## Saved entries
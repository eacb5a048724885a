use core::pin::pin;

use embassy_futures::select::select_slice;
use embassy_sync::blocking_mutex::raw::RawMutex;
use embassy_time::{Duration, Instant, Timer};
use embedded_hal::digital::InputPin;
use embedded_hal_async::digital::Wait;

use crate::input::{InputChannel, InputEvent, ScanKey};

/// Scans once the buttons have been idle this long before sleeping on pin edges.
const IDLE_WAIT_COUNT: u32 = 100;
const SCAN_PERIOD: Duration = Duration::from_millis(1);
const MAX_DEBOUNCE: u8 = 0x3f;

/// Debounces buttons wired directly to pins; a closed switch reads low.
pub struct ButtonScanner<'c, I: InputPin + Wait, M: RawMutex, const N: usize, const PS: usize> {
    channel: &'c InputChannel<M, PS>,
    pins: [I; N],

    /// Per button: bits 7-2 scans left before settled, bit 1 last reported position, bit 0 actual
    /// position.
    state: [u8; N],

    debounce_ms: u8,

    /// A countdown of scans when all buttons are up and settled before calling `wait_for_button`.
    all_up_limit: u32,
}

impl<'c, I: InputPin + Wait, M: RawMutex, const N: usize, const PS: usize>
    ButtonScanner<'c, I, M, N, PS>
{
    pub fn new(pins: [I; N], channel: &'c InputChannel<M, PS>, debounce_ms: u8) -> Self {
        Self {
            channel,
            pins,
            state: [0; N],
            debounce_ms: debounce_ms.min(MAX_DEBOUNCE),
            all_up_limit: IDLE_WAIT_COUNT,
        }
    }

    pub async fn run(&mut self) -> ! {
        self.wait_for_button().await;
        let mut next_scan = Instant::now();
        loop {
            let is_idle = self.scan().await;

            if is_idle {
                if self.all_up_limit == 0 {
                    self.wait_for_button().await;
                    next_scan = Instant::now();
                    continue;
                }
                self.all_up_limit -= 1;
            } else {
                self.all_up_limit = IDLE_WAIT_COUNT;
            }

            next_scan += SCAN_PERIOD;
            Timer::at(next_scan).await;
        }
    }

    /// Sleep until any button pin goes low.
    pub async fn wait_for_button(&mut self) {
        self.all_up_limit = IDLE_WAIT_COUNT;
        let futs = self.pins.each_mut().map(|pin| pin.wait_for_low());
        let _ = select_slice(pin!(futs)).await;
    }

    /// Read every pin once and send settled changes. Returns true when every button is up and
    /// nothing is settling.
    pub async fn scan(&mut self) -> bool {
        let mut is_idle = true;
        for (idx, (pin, s)) in self.pins.iter_mut().zip(self.state.iter_mut()).enumerate() {
            let is_down = pin.is_low().unwrap_or(false);
            let changed = debounce(s, is_down, self.debounce_ms);
            if *s != 0 {
                is_idle = false;
            }
            if let Some(is_down) = changed {
                crate::debug!("button {} {}", idx, is_down);
                self.channel
                    .send(InputEvent::Button(ScanKey::new(idx as u8, is_down)))
                    .await;
            }
        }
        is_idle
    }
}

/// Advance one button's debounce state. Returns the new position once it has been stable for
/// `debounce` scans.
fn debounce(s: &mut u8, is_down: bool, debounce: u8) -> Option<bool> {
    let actual = is_down as u8;
    let mut settle = *s >> 2;
    if *s & 1 != actual {
        settle = debounce;
    } else if settle > 0 {
        settle -= 1;
    }

    let mut reported = *s & 2;
    let changed = settle == 0 && reported >> 1 != actual;
    if changed {
        reported = actual << 1;
    }
    *s = settle << 2 | reported | actual;
    changed.then_some(is_down)
}

#[cfg(test)]
#[path = "button_scanner_test.rs"]
mod test;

## What you will do
Return exactly the run of lines that opens with the one containing "if *s & 1 != actual" and closes with the last line of the records above.

## Response
    if *s & 1 != actual {
        settle = debounce;
    } else if settle > 0 {
        settle -= 1;
    }

    let mut reported = *s & 2;
    let changed = settle == 0 && reported >> 1 != actual;
    if changed {
        reported = actual << 1;
    }
    *s = settle << 2 | reported | actual;
    changed.then_some(is_down)
}

#[cfg(test)]
#[path = "button_scanner_test.rs"]
mod test;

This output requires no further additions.